Even in the 16-page discussion of poverty, they make sure we know that worldview “transformation is often insufficient to alleviate poverty for several reasons. … Even if all humans had the correct worldview, Satan would still be on the prowl, attacking us and the rest of creation, thereby causing ‘poverty’ in many manifestations.” (83) Having our minds renewed by Scripture is insufficient because Satan will still cause poverty? Did he really mean to write that? (After all, as a good amillennialist, doesn’t he believe that Satan is bound right now?) I think he did mean to write it that way because throughout the book, he does not act as if sin causes poverty. Except for one full page (76), he does not treat evangelism, and churchplanting does not show up in the entire book. So apparently, poverty alleviation does not require new hearts or new churches; it might be nice to have some Christianity, but according to the authors, it’s not necessary.

Painful Advice

In When Helping Hurts Fikkert and Corbett aim to help rich Americans do a better job alleviating poverty around the world. Of course, they make some good recommendations regarding short term mission trips and personal responsibility, but the main point of their book is too weak to really lift the huge weight of poverty from the shoulders of those struggling around the world. Unfortunately, the authors are more concerned with keeping the temperature of the discussion comfortable than with actually eradicating poverty.

“What is wrong with you? How can I fix you?” … Starting with such questions initiates the very dynamic that we need to avoid, a dynamic that confirms the feelings that we are superior, that they are inferior, and that they need us to fix them.

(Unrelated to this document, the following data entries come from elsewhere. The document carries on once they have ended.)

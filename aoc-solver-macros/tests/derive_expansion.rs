//! Expansion checks for `#[derive(AocSolver)]`

use aoc_solver::{AocParser, AocSolver, ParseError, PartSolver, SolveError, Solver, SolverExt};
use std::marker::PhantomData;

/// Four parts over borrowed input; part 3 fails on purpose
#[derive(AocSolver)]
#[aoc_solver(max_parts = 4)]
struct Words;

impl AocParser for Words {
    type SharedData<'a> = Vec<&'a str>;

    fn parse(input: &str) -> Result<Self::SharedData<'_>, ParseError> {
        Ok(input.split_whitespace().collect())
    }
}

impl PartSolver<1> for Words {
    fn solve(shared: &mut Self::SharedData<'_>) -> Result<String, SolveError> {
        Ok(shared.len().to_string())
    }
}

impl PartSolver<2> for Words {
    fn solve(shared: &mut Self::SharedData<'_>) -> Result<String, SolveError> {
        shared.sort_unstable();
        Ok(shared.join(","))
    }
}

impl PartSolver<3> for Words {
    fn solve(shared: &mut Self::SharedData<'_>) -> Result<String, SolveError> {
        let n: u32 = shared
            .first()
            .ok_or_else(|| SolveError::NoSolution("no words".to_string()))?
            .parse()
            .map_err(|e| SolveError::SolveFailed(Box::new(e)))?;
        Ok(n.to_string())
    }
}

impl PartSolver<4> for Words {
    fn solve(shared: &mut Self::SharedData<'_>) -> Result<String, SolveError> {
        Ok(shared.concat())
    }
}

#[test]
fn every_declared_part_dispatches() {
    let mut shared = Words::parse("pear fig apple").unwrap();
    assert_eq!(Words::PARTS, 4);
    assert_eq!(Words::solve_part(&mut shared, 1).unwrap(), "3");
    assert_eq!(Words::solve_part(&mut shared, 2).unwrap(), "apple,fig,pear");
    // part 2 sorted in place
    assert_eq!(Words::solve_part(&mut shared, 4).unwrap(), "applefigpear");
}

#[test]
fn part_errors_propagate_unchanged() {
    let mut shared = Words::parse("seven").unwrap();
    assert!(matches!(
        Words::solve_part(&mut shared, 3),
        Err(SolveError::SolveFailed(_))
    ));

    let mut empty = Words::parse("").unwrap();
    assert!(matches!(
        Words::solve_part(&mut empty, 3),
        Err(SolveError::NoSolution(_))
    ));
}

#[test]
fn parts_past_max_are_not_implemented() {
    let mut shared = Words::parse("a").unwrap();
    assert!(matches!(
        Words::solve_part(&mut shared, 5),
        Err(SolveError::PartNotImplemented(5))
    ));
    assert!(matches!(
        Words::solve_part_checked_range(&mut shared, 5),
        Err(SolveError::PartOutOfRange(5))
    ));
}

/// Integer types the generic solver below accepts
trait Number: std::str::FromStr<Err = std::num::ParseIntError> + std::fmt::Display {}

impl Number for u64 {}
impl Number for i8 {}

/// Generic solver: the derive must carry the type parameters through
#[derive(AocSolver)]
#[aoc_solver(max_parts = 1)]
struct Parsed<T: Number>(PhantomData<T>);

impl<T: Number> AocParser for Parsed<T> {
    type SharedData<'a> = Vec<T>;

    fn parse(input: &str) -> Result<Self::SharedData<'_>, ParseError> {
        input
            .lines()
            .enumerate()
            .map(|(i, l)| l.trim().parse().map_err(|e| ParseError::at_line(i, e)))
            .collect()
    }
}

impl<T: Number> PartSolver<1> for Parsed<T> {
    fn solve(shared: &mut Self::SharedData<'_>) -> Result<String, SolveError> {
        shared
            .last()
            .map(ToString::to_string)
            .ok_or_else(|| SolveError::NoSolution("empty".to_string()))
    }
}

#[test]
fn generic_solver_derives() {
    let mut shared = Parsed::<u64>::parse("4\n8\n15").unwrap();
    assert_eq!(Parsed::<u64>::solve_part(&mut shared, 1).unwrap(), "15");

    let err = Parsed::<i8>::parse("1\n300").unwrap_err();
    assert!(matches!(err, ParseError::InvalidLine { line: 2, .. }));
}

Fikkert and Corbett, When Helping Hurts, 119

But what if this is the truth? What if “they” have something terribly wrong with themselves that is trapping them in poverty? What if they desperately need to be fixed so that they can get out of the downward spiral of generational poverty?

The truth is that inferior cultures have always been conquered and ultimately helped by superior ones. In ancient times, the loser found better weapons and farming techniques from the victor. Today, American Christians may offer a superior understanding of work, time management (The discussion of time management on 152-153 makes me cringe, possibly the most naïve section in the book.), personal responsibility, planning, education, and theology.

But in order to accept these strengths, the poor person needs to recognize that his culture, his way of doing things, and his worldview are wrong. Ouch. No one likes to admit he’s wrong, but you’ve got a choice: keep your pride and your poverty, or grasp after humility and hopefully catch enough wisdom to get you out of the miserable hole of material want.

Of course, poverty alleviation also includes changing the government as well as cultural values of the whole community. But each person must take responsibility at the very least for himself and his family. And yes, that’s a Western idea that we have been borrowing from Moses, Jesus, and Paul for many generations. There was a time when America was poor too.

Why did I call this set of reviews, When hurting helps? Because as Spurgeon told us at the beginning, “If you really long to save men’s souls, you must tell them a great deal of disagreeable truth.” He also said, “Why carry your head so high that it must needs be cut off?” Truly helping the poor means telling them the painful truth, that their religious beliefs are terribly wrong. And these beliefs bear the greatest responsibility for the iron shackles of poverty that they and we so desperately want to break. The poor are released most entirely from their fetters by preaching, evangelism, and churchplanting just like the book of Acts says. All other efforts are nice add ons, like repainting a car with no engine.

Now why couldn’t Fikkert and Corbett have given us 250 pages of painful, healing truths like that? Maybe they think we can’t take it, or maybe they couldn’t take it.